List all lines of the data that include the string "ProgressBar".

══ RECORDS SHOWN

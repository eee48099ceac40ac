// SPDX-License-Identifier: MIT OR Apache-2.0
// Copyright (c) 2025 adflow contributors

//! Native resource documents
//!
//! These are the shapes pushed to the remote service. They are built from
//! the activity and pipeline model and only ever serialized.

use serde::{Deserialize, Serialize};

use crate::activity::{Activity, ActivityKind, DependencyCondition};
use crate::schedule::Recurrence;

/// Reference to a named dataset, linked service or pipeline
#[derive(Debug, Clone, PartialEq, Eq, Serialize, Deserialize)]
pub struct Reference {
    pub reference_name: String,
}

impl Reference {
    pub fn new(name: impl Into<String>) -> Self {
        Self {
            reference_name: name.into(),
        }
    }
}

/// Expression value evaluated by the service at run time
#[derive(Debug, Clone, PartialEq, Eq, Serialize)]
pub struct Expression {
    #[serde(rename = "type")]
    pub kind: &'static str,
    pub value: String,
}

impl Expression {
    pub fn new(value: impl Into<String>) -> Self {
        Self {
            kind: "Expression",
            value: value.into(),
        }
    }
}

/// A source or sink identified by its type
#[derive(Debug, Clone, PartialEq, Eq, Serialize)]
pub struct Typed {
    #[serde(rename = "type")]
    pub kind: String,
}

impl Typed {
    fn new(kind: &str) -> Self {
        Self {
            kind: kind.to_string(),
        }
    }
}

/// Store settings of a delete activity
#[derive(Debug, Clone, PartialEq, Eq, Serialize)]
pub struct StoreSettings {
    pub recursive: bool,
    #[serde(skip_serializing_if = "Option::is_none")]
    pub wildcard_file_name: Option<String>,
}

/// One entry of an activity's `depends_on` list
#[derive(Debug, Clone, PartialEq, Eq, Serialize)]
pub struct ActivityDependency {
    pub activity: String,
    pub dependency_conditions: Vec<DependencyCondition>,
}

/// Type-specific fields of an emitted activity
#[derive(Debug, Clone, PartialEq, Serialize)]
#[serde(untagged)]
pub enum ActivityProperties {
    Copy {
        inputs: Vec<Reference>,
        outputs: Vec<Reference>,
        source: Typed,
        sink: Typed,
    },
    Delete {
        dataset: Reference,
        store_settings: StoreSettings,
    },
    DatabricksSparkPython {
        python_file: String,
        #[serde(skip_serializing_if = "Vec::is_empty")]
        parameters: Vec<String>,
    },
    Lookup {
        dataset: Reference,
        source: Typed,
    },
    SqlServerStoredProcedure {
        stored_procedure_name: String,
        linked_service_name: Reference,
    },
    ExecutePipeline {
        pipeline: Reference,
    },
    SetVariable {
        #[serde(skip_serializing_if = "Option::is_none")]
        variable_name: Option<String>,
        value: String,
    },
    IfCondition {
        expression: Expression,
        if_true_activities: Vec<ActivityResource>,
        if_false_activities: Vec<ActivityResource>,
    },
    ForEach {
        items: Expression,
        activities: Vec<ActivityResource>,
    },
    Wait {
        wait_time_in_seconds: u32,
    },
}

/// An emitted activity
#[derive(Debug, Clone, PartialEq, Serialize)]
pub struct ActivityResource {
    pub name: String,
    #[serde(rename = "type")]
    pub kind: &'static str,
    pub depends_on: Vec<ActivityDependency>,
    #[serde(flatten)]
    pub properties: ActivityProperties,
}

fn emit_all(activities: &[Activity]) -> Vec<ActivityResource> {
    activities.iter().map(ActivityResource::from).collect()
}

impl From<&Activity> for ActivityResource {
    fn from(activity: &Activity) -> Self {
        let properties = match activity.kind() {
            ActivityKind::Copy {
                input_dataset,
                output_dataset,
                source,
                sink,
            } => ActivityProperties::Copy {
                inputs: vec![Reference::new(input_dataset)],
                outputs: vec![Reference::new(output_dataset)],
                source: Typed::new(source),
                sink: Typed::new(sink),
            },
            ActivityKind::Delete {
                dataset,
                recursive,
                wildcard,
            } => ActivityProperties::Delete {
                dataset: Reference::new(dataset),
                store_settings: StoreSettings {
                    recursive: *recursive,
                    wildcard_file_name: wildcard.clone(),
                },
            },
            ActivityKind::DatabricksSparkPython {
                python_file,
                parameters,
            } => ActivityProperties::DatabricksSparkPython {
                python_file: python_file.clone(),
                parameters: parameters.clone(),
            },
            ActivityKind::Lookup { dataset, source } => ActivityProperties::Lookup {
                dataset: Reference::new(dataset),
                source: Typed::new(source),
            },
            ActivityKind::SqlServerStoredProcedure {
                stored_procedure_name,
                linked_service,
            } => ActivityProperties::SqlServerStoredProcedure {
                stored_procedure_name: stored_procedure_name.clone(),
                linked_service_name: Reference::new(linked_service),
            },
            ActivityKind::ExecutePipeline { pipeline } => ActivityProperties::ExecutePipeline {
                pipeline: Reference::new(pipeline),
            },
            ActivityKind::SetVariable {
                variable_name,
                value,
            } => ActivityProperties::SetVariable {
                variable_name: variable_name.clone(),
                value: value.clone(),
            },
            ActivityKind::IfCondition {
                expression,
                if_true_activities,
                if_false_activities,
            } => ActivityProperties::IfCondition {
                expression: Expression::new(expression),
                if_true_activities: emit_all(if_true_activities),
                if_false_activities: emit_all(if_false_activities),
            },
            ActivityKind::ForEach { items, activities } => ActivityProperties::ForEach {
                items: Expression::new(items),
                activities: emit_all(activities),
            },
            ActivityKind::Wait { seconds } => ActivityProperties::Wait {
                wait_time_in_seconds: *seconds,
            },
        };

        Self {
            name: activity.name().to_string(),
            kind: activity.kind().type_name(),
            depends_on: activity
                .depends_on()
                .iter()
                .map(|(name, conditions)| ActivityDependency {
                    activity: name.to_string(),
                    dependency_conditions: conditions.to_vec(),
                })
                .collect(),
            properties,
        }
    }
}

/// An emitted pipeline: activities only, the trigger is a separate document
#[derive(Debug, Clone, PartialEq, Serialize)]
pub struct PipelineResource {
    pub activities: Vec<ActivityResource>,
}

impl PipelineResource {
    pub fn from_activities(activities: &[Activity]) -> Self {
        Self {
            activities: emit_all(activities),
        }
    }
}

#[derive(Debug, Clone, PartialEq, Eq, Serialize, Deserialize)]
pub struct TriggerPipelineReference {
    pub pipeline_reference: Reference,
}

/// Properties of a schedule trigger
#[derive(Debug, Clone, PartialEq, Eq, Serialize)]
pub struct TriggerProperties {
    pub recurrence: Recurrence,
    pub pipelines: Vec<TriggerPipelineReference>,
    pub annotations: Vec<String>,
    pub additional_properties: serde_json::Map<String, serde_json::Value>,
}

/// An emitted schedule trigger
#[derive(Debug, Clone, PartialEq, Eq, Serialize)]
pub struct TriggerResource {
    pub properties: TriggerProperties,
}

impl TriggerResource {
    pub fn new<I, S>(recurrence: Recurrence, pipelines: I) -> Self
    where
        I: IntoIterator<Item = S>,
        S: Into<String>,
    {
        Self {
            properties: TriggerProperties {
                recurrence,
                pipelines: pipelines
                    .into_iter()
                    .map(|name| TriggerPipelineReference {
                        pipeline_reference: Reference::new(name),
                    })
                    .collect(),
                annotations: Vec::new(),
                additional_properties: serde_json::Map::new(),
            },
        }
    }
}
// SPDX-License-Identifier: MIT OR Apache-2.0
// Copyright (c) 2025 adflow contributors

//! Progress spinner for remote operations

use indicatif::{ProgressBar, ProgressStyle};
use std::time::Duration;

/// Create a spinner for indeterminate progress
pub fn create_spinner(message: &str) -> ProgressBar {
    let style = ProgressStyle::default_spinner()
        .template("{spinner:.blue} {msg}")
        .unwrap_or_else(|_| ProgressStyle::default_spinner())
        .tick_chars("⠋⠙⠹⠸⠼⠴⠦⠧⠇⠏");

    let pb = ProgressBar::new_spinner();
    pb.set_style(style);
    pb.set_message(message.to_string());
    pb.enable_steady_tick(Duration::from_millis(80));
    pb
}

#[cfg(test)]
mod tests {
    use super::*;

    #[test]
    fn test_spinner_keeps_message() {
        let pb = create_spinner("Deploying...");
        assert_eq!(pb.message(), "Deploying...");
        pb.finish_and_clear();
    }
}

════

» **TASK RESULT**
use indicatif::{ProgressBar, ProgressStyle};
pub fn create_spinner(message: &str) -> ProgressBar {
    let pb = ProgressBar::new_spinner();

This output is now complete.